■ Task to carry out
Copy each line of the data that has "Agent" in it.

■ Saved entries
▼
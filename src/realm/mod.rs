//! Item lifecycle and faction standing for a game realm server.
//!
//! Items carry their own persistence state and join their owner's update queue
//! when they change; the owner later flushes that queue into a single
//! [`Transaction`]. Reputation is tracked per character by [`ReputationMgr`].
//! Static game data comes from a read-only [`Catalog`].

pub mod catalog;
pub mod errors;
pub mod hooks;
pub mod item;
pub mod item_set;
pub mod player;
pub mod reputation;
pub mod session;
pub mod storage;
pub mod types;

pub use catalog::{Catalog, CatalogSnapshot, FactionEntry, ItemTemplate};
pub use errors::RealmError;
pub use hooks::{NoHooks, ScriptHooks};
pub use item::{
    generate_ench_suffix_factor, item_can_go_into_bag, save_queued_items, CreateOptions, Item,
    ItemGuidGenerator, Lifecycle, RefundData, TradeWindows,
};
pub use item_set::{add_item_set_item, remove_item_set_item, ItemSetEffect};
pub use player::{PlayerContext, UpdateQueue};
pub use reputation::{
    rank_to_standing, reputation_to_rank, FactionState, ReputationEnv, ReputationMgr,
    ReputationRates, POINTS_IN_RANK, REPUTATION_BOTTOM, REPUTATION_CAP,
};
pub use session::{Notification, Outbox};
pub use storage::{CharacterDb, SledCharacterStore, Statement, Transaction};
pub use types::*;
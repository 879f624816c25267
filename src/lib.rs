//! browscap-uagen
//!
//! Synthesizes plausible browser User-Agent strings for tests and fixtures by sampling the
//! browscap pattern dataset. The dataset ships as a ZIP archive holding a CSV file whose first
//! column is a wildcard pattern such as `Mozilla/5.0 (*Windows NT 10.0*) Gecko/* Firefox/121.0*`.
//!
//! # Module Organization
//!
//! - [`source`]: locating the archive, picking its CSV entry and streaming rows
//! - [`normalize`]: turning a raw pattern into a candidate User-Agent, or rejecting it
//! - [`sampler`]: uniform random selection over a pool of candidates
//! - [`generator`]: the public facade tying loading and sampling together
//! - [`config`]: policy knobs with defaults embedded from `default_config.toml`
//! - [`commands`]: the `uagen` command-line front end
//!
//! ```no_run
//! use browscap_uagen::{Config, Generator};
//!
//! let mut generator = Generator::new(&Config::default());
//! let ua = generator.generate_one_filtered(Some("Chrome"), None)?;
//! assert!(ua.starts_with("Mozilla"));
//! # Ok::<(), browscap_uagen::GenerateError>(())
//! ```

#![cfg_attr(coverage_nightly, feature(coverage_attribute))]

/// Result type alias using `ohno::AppError` as the default error type.
pub type Result<T, E = ohno::AppError> = core::result::Result<T, E>;

pub mod commands;
pub mod config;
mod error;
pub mod generator;
pub mod normalize;
mod pool;
pub mod sampler;
pub mod source;

#[cfg(test)]
mod test_support;

pub use crate::commands::{Host, run};
pub use crate::config::Config;
pub use crate::error::{GenerateError, RowParseError};
pub use crate::generator::{Generator, generate_many, generate_one, generate_one_filtered};
pub use crate::normalize::{NormalizeRules, normalize, normalize_with};
pub use crate::pool::{LoadStats, Pool};
pub use crate::source::{ResourceLocator, SourceLoader};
▲
■ Result for this exercise
//! Synthesizes plausible browser User-Agent strings for tests and fixtures by sampling the
//! - [`normalize`]: turning a raw pattern into a candidate User-Agent, or rejecting it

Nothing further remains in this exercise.